● **SUPPLIED MATERIAL**:
+ + + +

pub struct App {
    pub should_quit: bool,
    pub input_mode: InputMode,

    // Conversation and mode flags
    pub chat: ChatState,
    pub input: LineInput,

    // In-flight request (at most one)
    pub request_task: Option<JoinHandle<anyhow::Result<Reply>>>,
    pub backend: Option<Arc<dyn GenerativeBackend>>,
    pub config: Config,

    // Chat view
    pub chat_scroll: u16,
    pub chat_height: u16,
    pub chat_width: u16,
    pub follow_bottom: bool,
    pub chat_area: Option<Rect>,

    // One-line feedback under the input (attach errors, saved paths, ...)
    pub status: Option<String>,

    // Animation state
    pub animation_frame: u8, // 0-2 for the thinking dots and live pulse

    // Attach-image popup
    pub show_attach_input: bool,
    pub attach_input: LineInput,

    // API key popup
    pub show_api_key_input: bool,
    pub api_key_input: LineInput,
}

impl App {
    pub fn new(config: Config, backend: Option<Arc<dyn GenerativeBackend>>) -> Self {
        let chat = ChatState::with_preferences(config.default_quality, config.use_search);
        let needs_key = backend.is_none();

        Self {
            should_quit: false,
            input_mode: InputMode::Editing,

            chat,
            input: LineInput::default(),

            request_task: None,
            backend,
            config,

            chat_scroll: 0,
            chat_height: 0,
            chat_width: 0,
            follow_bottom: true,
            chat_area: None,

            status: None,

            animation_frame: 0,

            show_attach_input: false,
            attach_input: LineInput::default(),

            show_api_key_input: needs_key,
            api_key_input: LineInput::default(),
        }
    }

    /// The send affordance: enabled only when idle and there is something to send
    pub fn can_send(&self) -> bool {
        !self.chat.is_loading()
            && !self.chat.is_live_open()
            && (!self.input.is_blank() || self.chat.attachment().is_some())
    }

    pub fn submit(&mut self) {
        let Some(backend) = self.backend.clone() else {
            self.status = Some("Set a Gemini API key first".to_string());
            self.open_api_key_input();
            return;
        };

        let text = self.input.text().to_string();
        match orchestrator::begin(&mut self.chat, &text) {
            Ok(request) => {
                self.input.clear();
                self.status = None;
                self.follow_bottom = true;
                self.request_task = Some(tokio::spawn(async move {
                    orchestrator::execute(backend.as_ref(), request).await
                }));
            }
            Err(SendRejected::Empty) => {}
            Err(rejected) => {
                debug!(reason = %rejected, "send ignored");
            }
        }
    }

    /// Collect the in-flight request once its task is done
    pub async fn poll_request(&mut self) {
        let finished = self
            .request_task
            .as_ref()
            .is_some_and(|task| task.is_finished());
        if !finished {
            return;
        }

        if let Some(task) = self.request_task.take() {
            let outcome = match task.await {
                Ok(outcome) => outcome,
                Err(err) => Err(anyhow!("request task did not complete: {}", err)),
            };
            orchestrator::finish(&mut self.chat, outcome);
            self.follow_bottom = true;
        }
    }

    /// Tick animation frame (called by Tick event)
    pub fn tick_animation(&mut self) {
        if self.chat.is_loading() || self.chat.is_live_open() {
            self.animation_frame = (self.animation_frame + 1) % 3;
        }
    }

    pub fn toggle_engine(&mut self) {
        self.chat.toggle_engine();
    }

    /// Quality is only offered while the image engine is selected
    pub fn select_quality(&mut self, quality: Quality) {
        if self.chat.mode() == Mode::ImageGenerate {
            self.chat.set_quality(quality);
        }
    }

    pub fn toggle_search(&mut self) {
        self.chat.toggle_search();
    }

    pub fn apply_suggestion(&mut self, index: usize) {
        let Some(suggestion) = SUGGESTIONS.get(index) else {
            return;
        };
        if suggestion.ultra_image {
            self.chat.set_mode(Mode::ImageGenerate);
            self.chat.set_quality(Quality::Ultra);
        }
        self.input.set(suggestion.prompt);
        self.input_mode = InputMode::Editing;
    }

    pub fn open_attach_input(&mut self) {
        self.show_attach_input = true;
        self.attach_input.clear();
    }

    pub fn close_attach_input(&mut self) {
        self.show_attach_input = false;
        self.attach_input.clear();
    }

    pub fn confirm_attach(&mut self) {
        let path = expand_home(self.attach_input.text().trim());
        self.close_attach_input();
        if path.as_os_str().is_empty() {
            return;
        }

        match Attachment::from_path(&path) {
            Ok(attachment) => {
                info!(file = %attachment.file_name, mime = %attachment.mime_type, "image attached");
                self.status = Some(format!("Attached {}", attachment.file_name));
                self.chat.attach(attachment);
            }
            Err(err) => {
                warn!(error = %format!("{:#}", err), "attach failed");
                self.status = Some(format!("{:#}", err));
            }
        }
    }

    pub fn remove_attachment(&mut self) {
        if let Some(attachment) = self.chat.detach_image() {
            self.status = Some(format!("Removed {}", attachment.file_name));
        }
    }

    pub fn open_live(&mut self) {
        info!("live session opened");
        self.chat.open_live();
    }

    pub fn close_live(&mut self) {
        info!("live session closed");
        self.chat.close_live();
    }

    pub fn save_latest_image(&mut self) {
        let Some(message) = self.chat.conversation().latest_image() else {
            self.status = Some("No image to save yet".to_string());
            return;
        };
        let Some(image) = message.image.as_ref() else {
            return;
        };

        let dir = self.config.output_dir();
        self.status = Some(match image.save_to(&dir, &format!("jahid-{}", message.id)) {
            Ok(path) => {
                info!(path = %path.display(), "image saved");
                format!("Saved {}", path.display())
            }
            Err(err) => {
                warn!(error = %format!("{:#}", err), "image save failed");
                format!("Could not save image: {:#}", err)
            }
        });
    }

    pub fn open_api_key_input(&mut self) {
        self.show_api_key_input = true;
        self.api_key_input.clear();
    }

    pub fn close_api_key_input(&mut self) {
        self.show_api_key_input = false;
        self.api_key_input.clear();
    }

    pub fn confirm_api_key(&mut self) {
        let key = self.api_key_input.text().trim().to_string();
        self.close_api_key_input();
        if key.is_empty() {
            return;
        }

        if let Err(err) = Config::save_api_key(&key) {
            warn!(error = %format!("{:#}", err), "could not save api key");
        }
        self.config.api_key = Some(key.clone());

        match GeminiClient::from_config(&self.config, &key) {
            Ok(client) => {
                self.backend = Some(Arc::new(client));
                self.status = Some("API key saved".to_string());
            }
            Err(err) => {
                self.status = Some(format!("Could not create Gemini client: {:#}", err));
            }
        }
    }

    /// Placeholder for the empty input line
    pub fn placeholder(&self) -> &'static str {
        match self.chat.mode() {
            Mode::ImageGenerate => match self.chat.quality() {
                Quality::Ultra => "Describe an ultra-realistic 4K scene...",
                Quality::Basic => "Describe a basic image to generate...",
            },
            _ if self.chat.attachment().is_some() => "What should I do with this image?",
            _ => "Message Jahid AI...",
        }
    }

    pub fn is_ultra_image_mode(&self) -> bool {
        self.chat.mode() == Mode::ImageGenerate && self.chat.quality() == Quality::Ultra
    }

    pub fn scroll_down(&mut self, lines: u16) {
        self.chat_scroll = self.chat_scroll.saturating_add(lines);
    }

    pub fn scroll_up(&mut self, lines: u16) {
        self.follow_bottom = false;
        self.chat_scroll = self.chat_scroll.saturating_sub(lines);
    }
}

+ + + +

● **WHAT IS EXPECTED**: Locate the lines above that hold the word "else". Show every one of them.

● **EXPECTED ANSWER**:
        let Some(backend) = self.backend.clone() else {
        let Some(suggestion) = SUGGESTIONS.get(index) else {
        let Some(message) = self.chat.conversation().latest_image() else {
        let Some(image) = message.image.as_ref() else {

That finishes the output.